> **What to work on**
Whenever the string "empty" turns up in a line of the data below, copy that line.

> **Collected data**
Start of Block
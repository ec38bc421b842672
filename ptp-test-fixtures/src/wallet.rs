use std::{
    collections::HashMap,
    sync::{
        atomic::{AtomicBool, AtomicUsize, Ordering},
        Mutex,
    },
};

use async_trait::async_trait;
use ptp_common::{Address, EthAmount, U256};
use ptp_wallet_state::{ProviderEvent, WalletError, WalletProvider, EVENT_CHANNEL_CAPACITY};
use tokio::sync::broadcast;

/// Scriptable in-process wallet.
pub struct MockWalletProvider {
    accounts: Mutex<Vec<Address>>,
    balances: Mutex<HashMap<Address, U256>>,
    chain_id: Mutex<u64>,
    reject: AtomicBool,
    balance_queries: AtomicUsize,
    events: broadcast::Sender<ProviderEvent>,
}

impl MockWalletProvider {
    /// A wallet exposing no accounts on chain 1.
    pub fn empty() -> Self {
        let (events, _) = broadcast::channel(EVENT_CHANNEL_CAPACITY);
        Self {
            accounts: Mutex::new(Vec::new()),
            balances: Mutex::new(HashMap::new()),
            chain_id: Mutex::new(1),
            reject: AtomicBool::new(false),
            balance_queries: AtomicUsize::new(0),
            events,
        }
    }

    /// A wallet whose active account is `address` holding `balance`.
    pub fn with_account(address: Address, balance: EthAmount) -> Self {
        let provider = Self::empty();
        provider.set_accounts(vec![address]);
        provider.set_balance(address, balance);
        provider
    }

    pub fn set_accounts(&self, accounts: Vec<Address>) {
        *self.accounts.lock().unwrap() = accounts;
    }

    pub fn set_balance(&self, address: Address, balance: EthAmount) {
        self.balances.lock().unwrap().insert(address, balance.wei());
    }

    pub fn set_chain_id(&self, chain_id: u64) {
        *self.chain_id.lock().unwrap() = chain_id;
    }

    /// Make `request_accounts` fail as if the user dismissed the prompt.
    pub fn reject_requests(&self, reject: bool) {
        self.reject.store(reject, Ordering::SeqCst);
    }

    /// Switch the active account and notify subscribers.
    pub fn switch_account(&self, address: Address, balance: EthAmount) {
        self.set_balance(address, balance);
        self.set_accounts(vec![address]);
        self.emit(ProviderEvent::AccountsChanged(vec![address]));
    }

    /// Switch network and notify subscribers.
    pub fn switch_chain(&self, chain_id: u64) {
        self.set_chain_id(chain_id);
        self.emit(ProviderEvent::ChainChanged(chain_id));
    }

    pub fn emit(&self, event: ProviderEvent) {
        let _ = self.events.send(event);
    }

    pub fn subscriber_count(&self) -> usize {
        self.events.receiver_count()
    }

    pub fn balance_queries(&self) -> usize {
        self.balance_queries.load(Ordering::SeqCst)
    }
}

#[async_trait]
impl WalletProvider for MockWalletProvider {
    async fn request_accounts(&self) -> Result<Vec<Address>, WalletError> {
        if self.reject.load(Ordering::SeqCst) {
            return Err(WalletError::UserRejected);
        }
        Ok(self.accounts.lock().unwrap().clone())
    }

    async fn balance_of(&self, address: Address) -> Result<U256, WalletError> {
        self.balance_queries.fetch_add(1, Ordering::SeqCst);
        Ok(self
            .balances
            .lock()
            .unwrap()
            .get(&address)
            .copied()
            .unwrap_or_default())
    }

    async fn chain_id(&self) -> Result<u64, WalletError> {
        Ok(*self.chain_id.lock().unwrap())
    }

    fn subscribe(&self) -> broadcast::Receiver<ProviderEvent> {
        self.events.subscribe()
    }
}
End of Block
> **Answer to this task**
    pub fn empty() -> Self {
        let provider = Self::empty();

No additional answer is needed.